When a patient experiences a drug–drug interaction, it typically occurs via a pharmacodynamics pathway or a pharmacokinetic pathway. The term pharmacodynamics refers to the effect a drug has on the body, and pharmacodynamic interactions occur when one drug modulates the pharmacological effect of another drug at the receptor-site level or in similar physiological systems to enhance or antagonize the effects of the other drug. This adverse interaction occurs without affecting the medications’ blood concentrations. The term pharmacokinetics refers to the effect the body has on the drug through drug absorption, distribution, metabolism, and excretion. Drug interactions at this level occur when one drug modulates the effect of another drug by altering its concentration. Drug–food, drug–nutrient, drug–herb, and drug–disease interactions can occur via similar pathways. This entry will focus on drug–drug interactions and some key principles of drug–food interactions.
Pharmacodynamic interactions are additive, synergistic, or antagonistic in nature. An additive interaction occurs when two drugs activate the same receptors in the body, leading to an enhanced effect. This type of interaction can also occur when two drugs are administered that work by activating different receptors, but the effects of both activated receptors are similar. In both cases, the effects are additive, meaning that one could quantify the effect of each drug by adding the effects of each individual drug to predict the combined outcome. A good example of this would be if two drugs were prescribed that have the same side effect of drowsiness, and after taking both, the patient predictably feels overly tired or sleepy.
Synergy is another interaction that enhances an effect, but the end result is magnified beyond an additive effect. Take the above example, and instead of the patient becoming overly tired, the patient unpredictably becomes lethargic or nonresponsive. Instead of the effects being additive in nature, a synergistic effect could be seen as more profound or exponential.
An antagonistic interaction occurs when a drug decreases or blocks the effect of another drug by being a receptor antagonist to the receptor a drug requires to exert its effect. This type of interaction can also occur when a patient is given two drugs that have opposing effects (unrelated to a specific receptor).
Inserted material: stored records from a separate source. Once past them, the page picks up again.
use axum::{
    Json, Router,
    extract::{Path, Query, State},
    routing::get,
};
use uuid::Uuid;

use crate::{
    dto::orders::{OrderList, OrderWithItems},
    error::AppResult,
    middleware::auth::AuthUser,
    response::ApiResponse,
    routes::params::Pagination,
    services::order_service,
    state::AppState,
};

pub fn router() -> Router<AppState> {
    Router::new()
        .route("/", get(order_history))
        .route("/{id}/success", get(order_success))
}

#[utoipa::path(
    get,
    path = "/api/orders",
    params(Pagination),
    responses(
        (status = 200, description = "Orders of the current user, newest first", body = ApiResponse<OrderList>),
        (status = 401, description = "Login required"),
    ),
    security(("bearer_auth" = [])),
    tag = "Orders"
)]
pub async fn order_history(
    State(state): State<AppState>,
    user: AuthUser,
    Query(pagination): Query<Pagination>,
) -> AppResult<Json<ApiResponse<OrderList>>> {
    Ok(Json(order_service::list_orders(&state, &user, pagination).await?))
}

#[utoipa::path(
    get,
    path = "/api/orders/{id}/success",
    params(
        ("id" = Uuid, Path, description = "Order ID")
    ),
    responses(
        (status = 200, description = "Placed order with its lines", body = ApiResponse<OrderWithItems>),
        (status = 401, description = "Login required"),
        (status = 404, description = "Order not found"),
    ),
    security(("bearer_auth" = [])),
    tag = "Orders"
)]
pub async fn order_success(
    State(state): State<AppState>,
    user: AuthUser,
    Path(id): Path<Uuid>,
) -> AppResult<Json<ApiResponse<OrderWithItems>>> {
    Ok(Json(order_service::get_order(&state, &user, id).await?))
}
use serde::{Deserialize, Serialize};
use utoipa::ToSchema;

#[derive(Deserialize, Debug, ToSchema)]
pub struct RegisterRequest {
    pub username: String,
    pub email: String,
    pub phone: Option<String>,
    pub password: String,
    pub password_confirm: String,
}

#[derive(Deserialize, Debug, ToSchema)]
pub struct LoginRequest {
    pub username: String,
    pub password: String,
}

#[derive(Debug, Serialize, ToSchema)]
pub struct LoginResponse {
    pub token: String,
}

#[derive(Debug, Deserialize, Serialize, ToSchema)]
pub struct Claims {
    pub sub: String,
    pub role: String,
    pub exp: usize,
}
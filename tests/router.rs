mod common;

use std::sync::Arc;

use axum::{
    Router,
    body::{Body, to_bytes},
    http::{Request, StatusCode, header},
};
use axum_storefront::{
    middleware::auth::ROLE_CUSTOMER, models::User, routes::create_app,
    services::auth_service::issue_token, state::AppState,
};
use sea_orm::DatabaseConnection;
use sqlx::postgres::PgPoolOptions;
use serde_json::Value;
use tower::ServiceExt;
use uuid::Uuid;

// None of these requests reach the database, so a lazy pool and a
// disconnected ORM handle are enough.
fn offline_app() -> anyhow::Result<Router> {
    let database_url = "postgres://localhost/storefront_offline".to_string();
    let pool = PgPoolOptions::new().connect_lazy(&database_url)?;
    let state = AppState {
        pool,
        orm: DatabaseConnection::Disconnected,
        config: Arc::new(common::test_config(database_url)),
    };
    Ok(create_app(state))
}

#[tokio::test]
async fn unknown_path_is_json_not_found() -> anyhow::Result<()> {
    let response = offline_app()?
        .oneshot(Request::get("/nowhere").body(Body::empty())?)
        .await?;
    assert_eq!(response.status(), StatusCode::NOT_FOUND);
    Ok(())
}

#[tokio::test]
async fn checkout_requires_login() -> anyhow::Result<()> {
    let response = offline_app()?
        .oneshot(Request::get("/api/checkout").body(Body::empty())?)
        .await?;
    assert_eq!(response.status(), StatusCode::UNAUTHORIZED);

    let response = offline_app()?
        .oneshot(
            Request::post("/api/checkout")
                .header(header::AUTHORIZATION, "Bearer not-a-token")
                .header(header::CONTENT_TYPE, "application/json")
                .body(Body::from("{}"))?,
        )
        .await?;
    assert_eq!(response.status(), StatusCode::UNAUTHORIZED);
    Ok(())
}

#[tokio::test]
async fn order_history_requires_login() -> anyhow::Result<()> {
    let response = offline_app()?
        .oneshot(Request::get("/api/orders").body(Body::empty())?)
        .await?;
    assert_eq!(response.status(), StatusCode::UNAUTHORIZED);
    Ok(())
}

#[tokio::test]
async fn get_on_add_to_cart_redirects_to_product() -> anyhow::Result<()> {
    let response = offline_app()?
        .oneshot(Request::get("/api/cart/add/ferris-mug").body(Body::empty())?)
        .await?;
    assert_eq!(response.status(), StatusCode::SEE_OTHER);
    assert_eq!(
        response.headers().get(header::LOCATION).unwrap(),
        "/api/products/ferris-mug"
    );
    Ok(())
}

#[tokio::test]
async fn malformed_session_token_is_rejected() -> anyhow::Result<()> {
    let response = offline_app()?
        .oneshot(
            Request::get("/api/cart")
                .header("x-session-token", "not valid!")
                .body(Body::empty())?,
        )
        .await?;
    assert_eq!(response.status(), StatusCode::BAD_REQUEST);
    Ok(())
}

#[tokio::test]
async fn request_id_is_echoed() -> anyhow::Result<()> {
    let response = offline_app()?
        .oneshot(
            Request::get("/health")
                .header("x-request-id", "req-42")
                .body(Body::empty())?,
        )
        .await?;
    assert_eq!(response.status(), StatusCode::OK);
    assert_eq!(response.headers().get("x-request-id").unwrap(), "req-42");
    Ok(())
}

async fn envelope(response: axum::response::Response) -> anyhow::Result<Value> {
    let bytes = to_bytes(response.into_body(), usize::MAX).await?;
    Ok(serde_json::from_slice(&bytes)?)
}

#[tokio::test]
async fn unknown_cart_action_is_bad_request() -> anyhow::Result<()> {
    let response = offline_app()?
        .oneshot(
            Request::post(format!("/api/cart/items/{}", Uuid::new_v4()))
                .header(header::CONTENT_TYPE, "application/json")
                .body(Body::from(r#"{"action":"explode"}"#))?,
        )
        .await?;
    assert_eq!(response.status(), StatusCode::BAD_REQUEST);
    let body = envelope(response).await?;
    assert!(body["message"].as_str().unwrap().contains("explode"));
    assert!(body["data"]["error"].is_string());
    Ok(())
}

#[tokio::test]
async fn incomplete_checkout_details_are_bad_request() -> anyhow::Result<()> {
    let user = User {
        id: Uuid::new_v4(),
        username: "ada".into(),
        email: "ada@example.com".into(),
        phone: None,
        password_hash: String::new(),
        role: ROLE_CUSTOMER.into(),
        created_at: chrono::Utc::now(),
    };
    let token = issue_token(&user, "test-secret", 1)?;

    let response = offline_app()?
        .oneshot(
            Request::post("/api/checkout")
                .header(header::AUTHORIZATION, format!("Bearer {token}"))
                .header(header::CONTENT_TYPE, "application/json")
                .body(Body::from(r#"{"full_name":"A"}"#))?,
        )
        .await?;
    assert_eq!(response.status(), StatusCode::BAD_REQUEST);
    let body = envelope(response).await?;
    assert!(body["message"].as_str().unwrap().contains("email"));
    Ok(())
}

#[tokio::test]
async fn malformed_login_body_is_bad_request() -> anyhow::Result<()> {
    let response = offline_app()?
        .oneshot(
            Request::post("/api/auth/login")
                .header(header::CONTENT_TYPE, "application/json")
                .body(Body::from("{not json"))?,
        )
        .await?;
    assert_eq!(response.status(), StatusCode::BAD_REQUEST);
    Ok(())
}
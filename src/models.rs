use chrono::{DateTime, Utc};
use serde::{Deserialize, Serialize};
use sqlx::FromRow;
use utoipa::ToSchema;
use uuid::Uuid;

#[derive(Debug, Serialize, Deserialize, ToSchema, FromRow)]
pub struct User {
    pub id: Uuid,
    pub username: String,
    pub email: String,
    pub phone: Option<String>,
    #[serde(skip_serializing)]
    pub password_hash: String,
    pub role: String,
    pub created_at: DateTime<Utc>,
}

#[derive(Debug, Serialize, Deserialize, ToSchema, Clone)]
pub struct Category {
    pub id: Uuid,
    pub name: String,
    pub slug: String,
    pub created_at: DateTime<Utc>,
}

#[derive(Debug, Serialize, Deserialize, ToSchema, Clone)]
pub struct Product {
    pub id: Uuid,
    pub category_id: Uuid,
    pub name: String,
    pub slug: String,
    pub description: Option<String>,
    pub price: i64,
    pub stock: i32,
    pub available: bool,
    pub created_at: DateTime<Utc>,
}

#[derive(Debug, Serialize, Deserialize, ToSchema, Clone)]
pub struct CartItem {
    pub id: Uuid,
    pub cart_id: Uuid,
    pub product_id: Uuid,
    pub quantity: i32,
    pub created_at: DateTime<Utc>,
}

#[derive(Debug, Serialize, Deserialize, ToSchema)]
pub struct Order {
    pub id: Uuid,
    pub user_id: Uuid,
    pub status: String,
    pub total: i64,
    pub full_name: String,
    pub email: String,
    pub phone: String,
    pub address: String,
    pub city: String,
    pub postal_code: String,
    pub created_at: DateTime<Utc>,
    pub updated_at: DateTime<Utc>,
}

#[derive(Debug, Serialize, Deserialize, ToSchema)]
pub struct OrderItem {
    pub id: Uuid,
    pub order_id: Uuid,
    pub product_id: Uuid,
    pub price: i64,
    pub quantity: i32,
    pub created_at: DateTime<Utc>,
}
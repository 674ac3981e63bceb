use serde::Deserialize;
use utoipa::{IntoParams, ToSchema};

#[derive(Debug, Default, Deserialize, ToSchema, IntoParams)]
#[into_params(parameter_in = Query)]
pub struct Pagination {
    /// Page number, default 1
    pub page: Option<i64>,
    /// Items per page, default 20
    pub per_page: Option<i64>,
}

impl Pagination {
    pub fn normalize(&self) -> (i64, i64, i64) {
        let page = self.page.unwrap_or(1).max(1);
        let per_page = self.per_page.unwrap_or(20).clamp(1, 100);
        let offset = (page - 1) * per_page;
        (page, per_page, offset)
    }
}

#[derive(Debug, Default, Deserialize, ToSchema, IntoParams)]
#[into_params(parameter_in = Query)]
pub struct ProductQuery {
    /// Page number, default 1
    pub page: Option<i64>,
    /// Items per page, default 20
    pub per_page: Option<i64>,
    /// Category slug
    pub category: Option<String>,
    /// Case-insensitive search over name and description
    pub q: Option<String>,
}

impl ProductQuery {
    pub fn pagination(&self) -> Pagination {
        Pagination {
            page: self.page,
            per_page: self.per_page,
        }
    }
}

#[cfg(test)]
mod tests {
    use super::*;

    #[test]
    fn defaults_to_first_page_of_twenty() {
        assert_eq!(Pagination::default().normalize(), (1, 20, 0));
    }

    #[test]
    fn clamps_out_of_range_values() {
        let pagination = Pagination {
            page: Some(-3),
            per_page: Some(1000),
        };
        assert_eq!(pagination.normalize(), (1, 100, 0));

        let pagination = Pagination {
            page: Some(3),
            per_page: Some(0),
        };
        assert_eq!(pagination.normalize(), (3, 1, 2));
    }
}
use sea_orm::entity::prelude::*;

#[derive(Clone, Debug, PartialEq, DeriveEntityModel)]
#[sea_orm(table_name = "products")]
pub struct Model {
    #[sea_orm(primary_key, auto_increment = false)]
    pub id: Uuid,
    pub category_id: Uuid,
    pub name: String,
    #[sea_orm(unique)]
    pub slug: String,
    pub description: Option<String>,
    pub price: i64,
    pub stock: i32,
    pub available: bool,
    pub created_at: DateTimeWithTimeZone,
    pub updated_at: DateTimeWithTimeZone,
}

#[derive(Copy, Clone, Debug, EnumIter, DeriveRelation)]
pub enum Relation {
    #[sea_orm(
        belongs_to = "super::categories::Entity",
        from = "Column::CategoryId",
        to = "super::categories::Column::Id"
    )]
    Categories,
    #[sea_orm(has_many = "super::cart_items::Entity")]
    CartItems,
    #[sea_orm(has_many = "super::order_items::Entity")]
    OrderItems,
}

impl Related<super::categories::Entity> for Entity {
    fn to() -> RelationDef {
        Relation::Categories.def()
    }
}

impl Related<super::cart_items::Entity> for Entity {
    fn to() -> RelationDef {
        Relation::CartItems.def()
    }
}

impl Related<super::order_items::Entity> for Entity {
    fn to() -> RelationDef {
        Relation::OrderItems.def()
    }
}

impl ActiveModelBehavior for ActiveModel {}
use axum::{
    extract::FromRequestParts,
    http::{HeaderMap, header, request::Parts},
};
use jsonwebtoken::{DecodingKey, Validation, decode};
use uuid::Uuid;

use crate::{dto::auth::Claims, error::AppError, state::AppState};

pub const ROLE_ADMIN: &str = "admin";
pub const ROLE_CUSTOMER: &str = "customer";

#[derive(Debug, Clone)]
pub struct AuthUser {
    pub user_id: Uuid,
    pub role: String,
}

pub fn ensure_role(user: &AuthUser, role: &str) -> Result<(), AppError> {
    if user.role != role {
        return Err(AppError::Forbidden);
    }
    Ok(())
}

pub fn ensure_admin(user: &AuthUser) -> Result<(), AppError> {
    ensure_role(user, ROLE_ADMIN)
}

/// Reads the bearer token, if any. `Ok(None)` means no Authorization header was sent.
pub fn bearer_user(headers: &HeaderMap, secret: &str) -> Result<Option<AuthUser>, AppError> {
    let Some(auth_header) = headers.get(header::AUTHORIZATION) else {
        return Ok(None);
    };

    let auth_str = auth_header
        .to_str()
        .map_err(|_| AppError::Unauthorized("Invalid Authorization header".into()))?;

    let token = auth_str
        .strip_prefix("Bearer ")
        .ok_or_else(|| AppError::Unauthorized("Invalid Authorization scheme".into()))?
        .trim();

    let decoded = decode::<Claims>(
        token,
        &DecodingKey::from_secret(secret.as_bytes()),
        &Validation::default(),
    )
    .map_err(|_| AppError::Unauthorized("Invalid or expired token".into()))?;

    let user_id = Uuid::parse_str(&decoded.claims.sub)
        .map_err(|_| AppError::Unauthorized("Invalid user id in token".into()))?;

    Ok(Some(AuthUser {
        user_id,
        role: decoded.claims.role,
    }))
}

impl FromRequestParts<AppState> for AuthUser {
    type Rejection = AppError;

    async fn from_request_parts(
        parts: &mut Parts,
        state: &AppState,
    ) -> Result<Self, Self::Rejection> {
        bearer_user(&parts.headers, &state.config.jwt_secret)?
            .ok_or_else(|| AppError::Unauthorized("Please log in to continue".into()))
    }
}
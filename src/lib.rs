pub mod audit;
pub mod config;
pub mod db;
pub mod dto;
pub mod entity;
pub mod error;
pub mod middleware;
pub mod models;
pub mod response;
pub mod routes;
pub mod services;
pub mod state;
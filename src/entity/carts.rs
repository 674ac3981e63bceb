use sea_orm::entity::prelude::*;

/// Exactly one of `user_id` / `guest_id` is set; guest carts also carry the
/// session token they were opened under.
#[derive(Clone, Debug, PartialEq, DeriveEntityModel)]
#[sea_orm(table_name = "carts")]
pub struct Model {
    #[sea_orm(primary_key, auto_increment = false)]
    pub id: Uuid,
    pub user_id: Option<Uuid>,
    pub guest_id: Option<Uuid>,
    pub session_token: Option<String>,
    pub created_at: DateTimeWithTimeZone,
}

#[derive(Copy, Clone, Debug, EnumIter, DeriveRelation)]
pub enum Relation {
    #[sea_orm(
        belongs_to = "super::users::Entity",
        from = "Column::UserId",
        to = "super::users::Column::Id"
    )]
    Users,
    #[sea_orm(
        belongs_to = "super::guests::Entity",
        from = "Column::GuestId",
        to = "super::guests::Column::Id"
    )]
    Guests,
    #[sea_orm(has_many = "super::cart_items::Entity")]
    CartItems,
}

impl Related<super::users::Entity> for Entity {
    fn to() -> RelationDef {
        Relation::Users.def()
    }
}

impl Related<super::guests::Entity> for Entity {
    fn to() -> RelationDef {
        Relation::Guests.def()
    }
}

impl Related<super::cart_items::Entity> for Entity {
    fn to() -> RelationDef {
        Relation::CartItems.def()
    }
}

impl ActiveModelBehavior for ActiveModel {}
pub mod auth;
pub mod json;
pub mod session;
use serde::{Deserialize, Serialize};
use utoipa::ToSchema;

use crate::{
    dto::cart::CartView,
    models::{Order, OrderItem},
};

#[derive(Debug, Deserialize, ToSchema)]
pub struct CheckoutRequest {
    pub full_name: String,
    pub email: String,
    pub phone: String,
    pub address: String,
    pub city: String,
    pub postal_code: String,
}

/// Contact fields offered to the customer before they confirm the checkout.
#[derive(Debug, Serialize, ToSchema)]
pub struct CheckoutPrefill {
    pub email: String,
    pub phone: String,
}

#[derive(Debug, Serialize, ToSchema)]
pub struct CheckoutPage {
    pub cart: CartView,
    pub prefill: CheckoutPrefill,
}

#[derive(Debug, Deserialize, ToSchema)]
pub struct UpdateOrderStatusRequest {
    pub status: String,
}

#[derive(Debug, Serialize, ToSchema)]
pub struct OrderWithItems {
    pub order: Order,
    pub items: Vec<OrderItem>,
}

#[derive(Debug, Serialize, ToSchema)]
pub struct OrderList {
    pub items: Vec<Order>,
}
A good example of this would be if a patient was given a drug that is a central nervous system stimulant and another drug that depresses the same system via a different pathway. The effects of these drugs may cancel each other out, or if one is more potent it may still be effective but to a lesser degree. A third way this type of reaction could occur is via competitive inhibition. In this situation, two drugs compete for use of the same receptor. The drug that has a higher affinity for the receptor wins out and the other drug’s effect is diminished.
The pharmacokinetics of a drug can be described as how the body processes the drug via its absorption from the gastrointestinal (GI) tract, its distribution throughout the body, its metabolism into other products (active and nonactive), and its elimination from the body. A pharmacokinetic drug interaction can occur via any of these mechanisms, but typically a drug interaction caused by a pharmacokinetic mechanism is the result of absorption or metabolism. The focus of this section will be on drug–drug interactions that occur due to changes related to these two pathways.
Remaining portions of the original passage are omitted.